Silent End
Nancy Springer
“Phew, what’s that?” Unlocking the front door of her very own beloved shop, Judith smelled something that made her think her ex-husband had played one of his nasty tricks. Had broken in and left her a rotting dead rat, perhaps. Stepping inside, she glanced at crisp white bisque arranged on shiny black shelving; except for the stink, all seemed well. Out of habit, she flipped the ceramic door sign that declared “Personal Pottery is OPEN!” before she headed past the plastic-covered studio tables into the back room to hang up her jacket—
“Oh my God!”
She froze by the coat rack, gawking at shards of glazed bisque piled around the kiln like cyanotic casualties of war: shattered butterfly plaques, smashed fish platters, beheaded bunnies and puppies and kittens, pony figurines in pieces, decorator plates and miniature teapots and fallen knickknacks of all kinds strewn amid the insect-like multi-legged stilts that had supported them—an entire kiln load of crafts lay in dismembered ruins on the linoleum. The expensive ceramic shelves that went in the kiln had been thrown aside, lying in monolithic, fissured slabs, crushing the bluish bodies. It was, in miniature, like the aftermath of a terrorist strike. Judith screamed, backed away, and stumbled to the phone.

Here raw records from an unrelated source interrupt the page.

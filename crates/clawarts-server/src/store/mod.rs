//! Transactional in-memory store
//!
//! All tables live behind one [`RwLock`]. A write takes a [`Checkpoint`] of
//! the rewritable tables and the lengths of the append-only logs (funding,
//! spells, votes), runs the closure in place, and restores the checkpoint
//! when the closure returns `Err` or the snapshot cannot be written. A failed
//! write leaves nothing behind, which is what makes settlement all-or-nothing.
//!
//! Cost per write: the append logs are never copied, but every other table
//! is cloned once, and with a snapshot file configured the whole state is
//! rewritten to disk. Write closures must not panic; money arithmetic goes
//! through checked operations for that reason.

mod snapshot;
mod tables;

pub use tables::{AppendLog, Tables};

use snapshot::Snapshot;
use tables::Checkpoint;

use std::path::{Path, PathBuf};
use std::sync::Arc;
use std::time::Instant;

use clawarts_core::CoreResult;
use serde::Serialize;
use tokio::sync::RwLock;

use crate::error::AppResult;

#[derive(Clone)]
pub struct Store {
    tables: Arc<RwLock<Tables>>,
    snapshot_path: Option<Arc<PathBuf>>,
}

#[derive(Debug, Clone, Serialize)]
#[serde(rename_all = "camelCase")]
pub struct StoreStats {
    pub rounds: usize,
    pub ideas: usize,
    pub funding_records: usize,
    pub participants: usize,
    pub projects: usize,
    pub persistent: bool,
}

impl Store {
    pub fn in_memory() -> Self {
        Self {
            tables: Arc::new(RwLock::new(Tables::default())),
            snapshot_path: None,
        }
    }

    /// Open a store backed by a JSON snapshot, loading it when present
    pub async fn open(snapshot_path: Option<PathBuf>) -> AppResult<Self> {
        let Some(path) = snapshot_path else {
            tracing::info!("Store running in memory only");
            return Ok(Self::in_memory());
        };

        let tables = match tokio::fs::read(&path).await {
            Ok(bytes) => {
                let snapshot: Snapshot = serde_json::from_slice(&bytes)?;
                let tables = Tables::from(snapshot);
                tracing::info!(
                    path = %path.display(),
                    rounds = %tables.rounds.len(),
                    projects = %tables.projects.len(),
                    "Loaded store snapshot"
                );
                tables
            }
            Err(e) if e.kind() == std::io::ErrorKind::NotFound => {
                tracing::info!(path = %path.display(), "No snapshot yet, starting empty");
                Tables::default()
            }
            Err(e) => return Err(e.into()),
        };

        Ok(Self {
            tables: Arc::new(RwLock::new(tables)),
            snapshot_path: Some(Arc::new(path)),
        })
    }

    pub async fn read<R>(&self, f: impl FnOnce(&Tables) -> R) -> R {
        let tables = self.tables.read().await;
        f(&tables)
    }

    /// Run `f` as one transaction
    pub async fn write<R>(&self, f: impl FnOnce(&mut Tables) -> CoreResult<R>) -> AppResult<R> {
        let start = Instant::now();
        let mut tables = self.tables.write().await;
        let checkpoint: Checkpoint = tables.checkpoint();

        let result = match f(&mut *tables) {
            Ok(result) => result,
            Err(e) => {
                tables.restore(checkpoint);
                tracing::debug!(error = %e, "Transaction rolled back");
                return Err(e.into());
            }
        };

        if let Some(path) = &self.snapshot_path {
            if let Err(e) = persist(path, &*tables).await {
                tables.restore(checkpoint);
                tracing::error!(path = %path.display(), error = %e, "Snapshot write failed, transaction rolled back");
                return Err(e);
            }
        }

        tracing::debug!(duration_ms = %start.elapsed().as_millis(), "Transaction committed");
        Ok(result)
    }

    pub async fn stats(&self) -> StoreStats {
        let persistent = self.snapshot_path.is_some();
        self.read(|t| StoreStats {
            rounds: t.rounds.len(),
            ideas: t.ideas.len(),
            funding_records: t.funding.len(),
            participants: t.participants.len(),
            projects: t.projects.len(),
            persistent,
        })
        .await
    }
}

async fn persist(path: &Path, tables: &Tables) -> AppResult<()> {
    let bytes = serde_json::to_vec(&Snapshot::from(tables))?;
    let tmp = path.with_extension("tmp");
    tokio::fs::write(&tmp, &bytes).await?;
    tokio::fs::rename(&tmp, path).await?;
    Ok(())
}
#[tokio::test]
async fn test_fund_validation() {
    let app = app();
    let (status, body) = post(
        &app,
        "/api/clawarts/fund",
        json!({ "roundId": "ROUND-001", "ideaId": "x", "funder": "A", "amount": 1, "direction": "believe" }),
    )
    .await;
    assert_eq!(status, StatusCode::CONFLICT);
    assert_eq!(body["code"], "WORLD_NOT_INITIALIZED");

    let (round, i1) = example_round(&app).await;
    assert_eq!(fund(&app, &round, &i1, "B", 0.0, "believe").await, StatusCode::BAD_REQUEST);
    assert_eq!(fund(&app, &round, &i1, "B", -3.0, "believe").await, StatusCode::BAD_REQUEST);
    assert_eq!(fund(&app, &round, &i1, "B", 5.0, "sideways").await, StatusCode::BAD_REQUEST);
    assert_eq!(fund(&app, &round, "nope", "B", 5.0, "believe").await, StatusCode::NOT_FOUND);
    assert_eq!(fund(&app, "ROUND-999", &i1, "B", 5.0, "believe").await, StatusCode::NOT_FOUND);

    // Missing field and malformed body are both 400
    let (status, body) = post(&app, "/api/clawarts/fund", json!({ "roundId": round })).await;
    assert_eq!(status, StatusCode::BAD_REQUEST);
    assert_eq!(body["code"], "BAD_REQUEST");

    let request = Request::post("/api/clawarts/fund")
        .header("content-type", "application/json")
        .body(Body::from("{not json"))
        .unwrap();
    assert_eq!(send(&app, request).await.0, StatusCode::BAD_REQUEST);

    // Rejected calls left the stake totals alone
    let (_, ideas) = get(&app, &format!("/api/clawarts/ideas?roundId={}", round)).await;
    let winner = ideas
        .as_array()
        .unwrap()
        .iter()
        .find(|i| i["id"] == i1.as_str())
        .unwrap();
    assert_close(&winner["totalBelieved"], 100.0);
}

#[tokio::test]
async fn test_funding_settled_round_is_rejected() {
    let app = app();
    let (round, i1) = example_round(&app).await;
    post(&app, "/api/clawarts/settle", json!({ "roundId": round })).await;

    assert_eq!(fund(&app, &round, &i1, "B", 5.0, "believe").await, StatusCode::CONFLICT);
}

#[tokio::test]
async fn test_round_state_actions() {
    let app = app();
    let (_, body) = get(&app, "/api/clawarts/round/state").await;
    assert_eq!(body["action"], "none");

    post(&app, "/api/clawarts/init", json!({})).await;
    let (_, body) = get(&app, "/api/clawarts/round/state").await;
    assert_eq!(body["action"], "open_round");
    assert_eq!(body["nextRoundId"], "ROUND-001");

    post(&app, "/api/clawarts/startRound", json!({})).await;
    let (_, body) = get(&app, "/api/clawarts/round/state").await;
    assert_eq!(body["action"], "wait");
    assert_eq!(body["roundId"], "ROUND-001");
    assert_eq!(body["expired"], false);

    let (_, active) = get(&app, "/api/clawarts/round/active").await;
    assert_eq!(active["roundId"], "ROUND-001");
    assert!(active["ideas"].as_array().unwrap().is_empty());
}

#[tokio::test]
async fn test_summon_and_characters() {
    let app = app();
    post(&app, "/api/clawarts/init", json!({})).await;
    post(&app, "/api/clawarts/startRound", json!({})).await;

    let (status, body) = post(
        &app,
        "/api/clawarts/summon",
        json!({ "spellWord": "Ab", "roundId": "ROUND-001" }),
    )
    .await;
    assert_eq!(status, StatusCode::OK);
    assert_eq!(body["character"]["spellWord"], "ab");
    assert_eq!(body["character"]["appearances"], 1);

    let (status, _) = post(
        &app,
        "/api/clawarts/updateCharacter",
        json!({ "id": body["characterId"], "name": "Abby" }),
    )
    .await;
    assert_eq!(status, StatusCode::OK);

    let (_, list) = get(&app, "/api/clawarts/characters").await;
    assert_eq!(list["characters"][0]["name"], "Abby");
}

#[tokio::test]
async fn test_protected_world_writes_require_key() {
    let mut config = test_config();
    config.board.protect_world_writes = true;
    let app = app_with(config);

    let (status, _) = post_with_key(&app, "/api/clawarts/init", None, json!({})).await;
    assert_eq!(status, StatusCode::UNAUTHORIZED);
    let (status, _) = post_with_key(&app, "/api/clawarts/init", Some(SYNC_KEY), json!({})).await;
    assert_eq!(status, StatusCode::OK);

    // Reads stay public
    assert_eq!(get(&app, "/api/clawarts/world").await.0, StatusCode::OK);
}

// ============ Task board ============

fn sync_body(tasks: Value) -> Value {
    json!({
        "project": { "slug": "tick-coord", "name": "Tick Coord" },
        "agents": [{ "name": "claw", "type": "agent", "roles": ["dev"], "status": "active" }],
        "tasks": tasks,
    })
}

#[tokio::test]
async fn test_sync_requires_key() {
    let app = app();
    let body = sync_body(json!([]));

    let (status, resp) = post_with_key(&app, "/api/tick/sync", None, body.clone()).await;
    assert_eq!(status, StatusCode::UNAUTHORIZED);
    assert_eq!(resp["code"], "UNAUTHORIZED");

    let (status, _) = post_with_key(&app, "/api/tick/sync", Some("wrong"), body.clone()).await;
    assert_eq!(status, StatusCode::UNAUTHORIZED);

    // No key configured refuses everyone
    let unkeyed = app_with(AppConfig::default());
    let (status, _) = post_with_key(&unkeyed, "/api/tick/sync", Some(SYNC_KEY), body).await;
    assert_eq!(status, StatusCode::UNAUTHORIZED);
}

#[tokio::test]
async fn test_sync_and_read_tasks() {
    let app = app();
    let (status, body) = post_with_key(
        &app,
        "/api/tick/sync",
        Some(SYNC_KEY),
        sync_body(json!([
            { "id": "TASK-1", "title": "Parse", "status": "done", "assigned_to": "claw" },
            { "id": "TASK-2", "title": "Render", "status": "in_progress" },
            { "id": "TASK-3", "title": "Ship", "status": "blocked", "depends_on": ["TASK-2"] },
        ])),
    )
    .await;
    assert_eq!(status, StatusCode::OK);
    assert_eq!(body, json!({ "ok": true, "project": "tick-coord", "tasksSynced": 3, "tasksRemoved": 0 }));

    let (_, projects) = get(&app, "/api/tick/projects").await;
    assert_eq!(projects[0]["taskCount"], 3);
    assert_eq!(projects[0]["doneCount"], 1);
    assert_eq!(projects[0]["agents"][0]["type"], "agent");

    let (status, body) = get(&app, "/api/tick/tasks?slug=tick-coord").await;
    assert_eq!(status, StatusCode::OK);
    assert_eq!(body["project"]["slug"], "tick-coord");
    let tasks = body["tasks"].as_array().unwrap();
    assert_eq!(tasks.len(), 3);
    assert_eq!(tasks[0]["assignedTo"], "claw");
    assert_eq!(tasks[0]["priority"], "medium");
    assert_eq!(tasks[2]["dependsOn"][0], "TASK-2");

    let (_, body) = get(&app, "/api/tick/tasks?slug=tick-coord&status=blocked").await;
    assert_eq!(body["tasks"].as_array().unwrap().len(), 1);

    // Resync without TASK-3
    let (_, body) = post_with_key(
        &app,
        "/api/tick/sync",
        Some(SYNC_KEY),
        sync_body(json!([
            { "id": "TASK-1", "title": "Parse", "status": "done" },
            { "id": "TASK-2", "title": "Render", "status": "done" },
        ])),
    )
    .await;
    assert_eq!(body["tasksRemoved"], 1);

    let (_, body) = get(&app, "/api/tick/tasks?slug=tick-coord").await;
    assert_eq!(body["tasks"].as_array().unwrap().len(), 2);
    assert_eq!(body["project"]["doneCount"], 2);
}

By the time the cop cruiser pulled up, she had recovered from her shock and segued into anger. “I want you to get the detectives in here,” she told the township police officer walking toward her as she propped the shop’s front door open to air out the place. “I’ve had enough of this.” Though actually, It had never sabotaged her shop before, just stalked her, slashed her tires, left venomous messages, that sort of thing.
“‘Had enough of this?’” the cop echoed.
“It’s my ex. Because I got a restraining order. I know it’s him.”
The cop gave her a long, almost bovine look. Without inflection he asked, “What’s the problem? The smell?”
“No. Well, I mean, I hadn’t thought…” Judith straightened her spine, annoyed by her own failure to connect the devastation in her back room with the stench until this moment. That lapse showed how unnerved she was, and she hated to be less than poised. Crisp as bisque, she said, “Maybe there’s some rotting garbage involved. I don’t know. This way.” She led him to the inner doorway.
“Everything I loaded into the kiln Sunday night,” she told him as he took in the carnage. “A week’s worth of business. Several hundred dollars I’m going to have to refund. God knows how many ticked-off customers.”
“That stuff used to be, uh, merchandise belonging to you?”
“It was already sold. Glazed, paid for. And overglazed. All I had to do was fire it.” Watching the cop, she saw his placid face rumple; like many people, he didn’t understand what her business was about. Effortlessly, Judith shifted gears into her spiel. “Personal Pottery is unique to this area, a shop where you can creatively color your own ceramics. Select your inexpensive bisque item, and for a nominal studio fee we supply the brushes, the glazes, studio space, everything you need to paint your own one-of-a-kind ceramic artwork. When your—”
Starting to get it, the cop pointed at the kiln. “That’s an oven for pottery?”
“A kiln , yes.” Quite a good kiln, actually. An expensive kiln. A Cadillac among kilns. A brick-and-metal cylinder a yard wide and four feet high, automated, computerized, and complete with adjustable ceramic shelving, large enough to hold dozens of fancy-handle coffee mugs and ruffle-edged pie plates and teddy-bear tissue covers and personalized piggy banks, Judith’s kiln was the white-hot heart of her paint-your-own-pottery business.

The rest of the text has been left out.